I’d known of the “idea” of Irish Monks living/settling in caves in Iceland in the early 800AD era (predating the norse settlement period by about 70 years) for many years. It wasn’t until I had read “Last Ritual” by  Yrsa Sigurdardottir where the popular crime novelist brings this into popular culture, and, much more importantly Kristjan Ahronson’s archeological text Into the Ocean:Vikings, Irish and Environmental Change in Iceland and the North (Univ of Toronto Press, 2015) that this “idea” became one I had to experience. Fortunately we, Margot and I, were going to Iceland in March 2017 and we have local friends who were curious about all things Icelandic. I merely had to mention the idea and “Cave Day” was hatched. Aevar Adalsteinsson hadn’t been to the caves either. He planned the day. I brought the camera and enough newly read archeology to fill a book. In all we visited four caves. There is no tourist hype here, just big and small dug out or natural openings in rock out crops with limited parking lots, no concession stands or “I visited…” t shirts. There was permission needed at one cave, Hellar (50 metres long with 5 chimney holes). Joanna who runs the farm on which the Hellar cave resides, provided an informal tour. Even for this cave there was curiously limited signage.

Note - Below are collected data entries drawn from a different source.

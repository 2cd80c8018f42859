//! Read-only mandi price board.
//!
//! There is no live feed behind this; the host seeds the repository and the
//! board serves it verbatim. The rows are still first-class store records so
//! the audit interface can list and delete them.

pub mod domain;
pub mod repository;
pub mod router;
pub mod service;

pub use domain::{MarketPrice, MarketPriceId};
pub use repository::MarketPriceRepository;
pub use router::market_router;
pub use service::{MarketBoard, MarketError};
//! AgriLink core: the marketplace engine behind the HTTP service.
//!
//! Everything stateful lives behind repository traits so the services can be
//! exercised against in-memory stores in tests and wired to a durable store
//! by the host binary.

pub mod config;
pub mod error;
pub mod marketplace;
pub mod telemetry;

What lingers from the day is the evidence of something special archeologically speaking, that is a game changer or for some a royal pain-in-the-ass for Icelandic settlement history. In the Seliland cave (really a strange rock out crop-pictured here) there are over 90 religious crosses and other engraved symbols. Experts can validate their Celtic origins. In the Kverkarhellar cave close by Seliland Falls, beyond the dominant two crosses, there is the cave soiled debris which contains evidence of a volcanic ash sediment layer which can be dated to a local volcanic eruption in 800AD. There is also evidence of environmental disruption to surrounding soil caused by human activity such as domesticated animals and forest cutting. The accurate dating of these disturbances again is around 800AD, seventy years earlier than the conventional settlement history story popularly told in Iceland.

To put it mildly, the four caves visited that day well armed with Ahronson’s book, was an exhilarating time:not just history in-you-face but history slowly in the process of being retold. It is currently a stretch to appreciate and confirm these celtic monks travellings to Iceland and beyond but in light of such findings, this history/anthropology needs to be pliable.